Under the new classification, prescribers can no longer issue electronic prescriptions – they will have to be handwritten. It is also now illegal to possess these drugs without a prescription, and it is illegal to supply or sell the drugs to others.
The Advisory Council on the Misuse of Drugs (ACMD), the government’s independent scientific advisers, alerted the Home Office to a growing illicit market and the potential harms these drugs were causing. A 2016 ACMD report into these type of drugs highlighted that prescriptions for pregabalin had increased by 350% in the preceding five years and by 150% for gabapentin.
Although not as popular as other illicit drugs, there were particular concerns about their use in prisons, where there was a high number of prescriptions, as well in some parts of the UK such as Northern Ireland. Accompanying this was an alarming rise in deaths associated with their use.
Gabapentin and pregabalin deaths compared to prescriptions.
One reason these drugs are particularly harmful is through the practice of combining them with other drugs to amplify the desired effects. For example, using gabapentin and pregabalin with heroin can increase their euphoric effects. Unfortunately, this also increases the risk of harm, as the combination has an can create breathing difficulties and reverse the tolerance that the body may have built up against heroin’s effects on breathing. This increases the risk of respiratory failure, which underpins many heroin overdose deaths.
The potential misuse of gabapentin and pregabalin has been known about for some time, but the challenge has been how to respond and reduce harm. This is not the first prescribed medication to be reclassified in this way. Tramadol, a synthetic opiate, was made a class C drug in 2014. The circumstances leading up to this change were very similar to the concerns relating to gabapentin, namely an increase in prescriptions, which was accompanied by a rise in fatalities.
Since the reclassification of tramadol, deaths have fallen as have the number of prescriptions. By this measure, it would appear that the reclassification decision for tramadol was a success. Unfortunately, it’s not that straightforward.

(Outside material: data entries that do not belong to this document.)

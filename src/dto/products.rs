use serde::{Deserialize, Serialize};
use utoipa::ToSchema;

use crate::{error::AppError, models::Product};

#[derive(Debug, Deserialize, ToSchema)]
pub struct CreateProductRequest {
    pub internal_item_id: String,
    pub name: String,
    pub description: Option<String>,
    pub price: i64,
    pub stock: i32,
}

impl CreateProductRequest {
    pub fn validate(&self) -> Result<(), AppError> {
        if self.internal_item_id.trim().is_empty() {
            return Err(AppError::BadRequest("internal_item_id must not be empty".into()));
        }
        if self.name.trim().is_empty() {
            return Err(AppError::BadRequest("name must not be empty".into()));
        }
        if self.price < 0 {
            return Err(AppError::BadRequest("price must not be negative".into()));
        }
        Ok(())
    }
}

#[derive(Debug, Deserialize, ToSchema)]
pub struct UpdateProductRequest {
    pub internal_item_id: Option<String>,
    pub name: Option<String>,
    pub description: Option<String>,
    pub price: Option<i64>,
    pub stock: Option<i32>,
}

#[derive(Serialize, ToSchema)]
#[serde(transparent)]
pub struct ProductList {
    #[schema(value_type = Vec<Product>)]
    pub items: Vec<Product>,
}

#[cfg(test)]
mod tests {
    use super::*;

    fn request(sku: &str, name: &str, price: i64) -> CreateProductRequest {
        CreateProductRequest {
            internal_item_id: sku.into(),
            name: name.into(),
            description: None,
            price,
            stock: 1,
        }
    }

    #[test]
    fn create_requires_identifier_and_name() {
        assert!(request("FM-1", "Ferris Mug", 100).validate().is_ok());
        assert!(request(" ", "Ferris Mug", 100).validate().is_err());
        assert!(request("FM-1", "", 100).validate().is_err());
        assert!(request("FM-1", "Ferris Mug", -1).validate().is_err());
    }
}
use serde::{Deserialize, Serialize};
use utoipa::ToSchema;
use uuid::Uuid;

use crate::models::{Product, RelatedProduct};

/// Result of a related-products read. Iterating it does not consume it;
/// asking the capability again yields a fresh list.
#[derive(Debug, Clone, Default, PartialEq, Serialize, ToSchema)]
#[serde(transparent)]
pub struct RelatedProductList {
    #[schema(value_type = Vec<RelatedProduct>)]
    pub items: Vec<RelatedProduct>,
}

impl RelatedProductList {
    pub fn new(items: Vec<RelatedProduct>) -> Self {
        Self { items }
    }

    pub fn len(&self) -> usize {
        self.items.len()
    }

    pub fn is_empty(&self) -> bool {
        self.items.is_empty()
    }

    pub fn iter(&self) -> std::slice::Iter<'_, RelatedProduct> {
        self.items.iter()
    }

    /// Target products in list order.
    pub fn products(&self) -> impl Iterator<Item = &Product> + '_ {
        self.items.iter().map(|link| &link.product)
    }
}

impl<'a> IntoIterator for &'a RelatedProductList {
    type Item = &'a RelatedProduct;
    type IntoIter = std::slice::Iter<'a, RelatedProduct>;

    fn into_iter(self) -> Self::IntoIter {
        self.items.iter()
    }
}

impl IntoIterator for RelatedProductList {
    type Item = RelatedProduct;
    type IntoIter = std::vec::IntoIter<RelatedProduct>;

    fn into_iter(self) -> Self::IntoIter {
        self.items.into_iter()
    }
}

#[derive(Debug, Deserialize, ToSchema)]
pub struct AttachRelatedRequest {
    pub related_product_id: Uuid,
    pub related_title: Option<String>,
}

#[derive(Debug, Deserialize, ToSchema)]
pub struct UpdateRelatedRequest {
    pub related_title: Option<String>,
    pub related_order: Option<i32>,
}

#[derive(Debug, Deserialize, ToSchema)]
pub struct ReorderRelatedRequest {
    /// Every currently linked target, in the desired order.
    pub related_product_ids: Vec<Uuid>,
}

/// A product offered by the "link existing" search.
#[derive(Debug, Clone, Serialize, ToSchema)]
pub struct RelatedCandidate {
    pub id: Uuid,
    pub label: String,
}

#[derive(Debug, Serialize, ToSchema)]
#[serde(transparent)]
pub struct RelatedCandidateList {
    #[schema(value_type = Vec<RelatedCandidate>)]
    pub items: Vec<RelatedCandidate>,
}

Banning or restricting the supply of drugs, whether they are legal or illegal, can produce unintended consequences. One of these is displacement, where tightening up access to one substance shifts use onto another.
It is possible that this has happened with tramadol given the rise in use of gabapentin and pregabalin – as it became harder for people to obtain, they found gabapentin and pregabalin easier to get hold of, so they became desirable alternatives. This suggests that the new restrictions on gabapentin may move the problem onto another drug, although it is likely that it will be the same group of higher risk people who are most affected. The problem is we don’t know which drug that will be, and we are unlikely to find out until the same prescribing and mortality data provide fresh information.
When we are assessing the impact of changes to drug laws, we shouldn’t solely focus on what happens to the harms associated with the drug that is banned but whether the total burden of harm from all drugs has been affected. Data showing a very high level of drug-related deaths and hospitalisations suggests that we are failing to make much of an impact.
Most people who use these drugs know the risks they face, so thinking we can simply educate or arrest our way out of this problem is unlikely to be successful. People are often attracted to using these drugs to alleviate a range of problems beyond the physical, they are often trying to mitigate psychological pain and social problems.
Accessing support for such issues has become increasingly difficult. Treatment services have faced budget cuts that restrict their ability to respond quickly. Little surprise then that people turn to drugs that have no waiting lists, can be accessed 24 hours a day and where dealers don’t ask intrusive questions.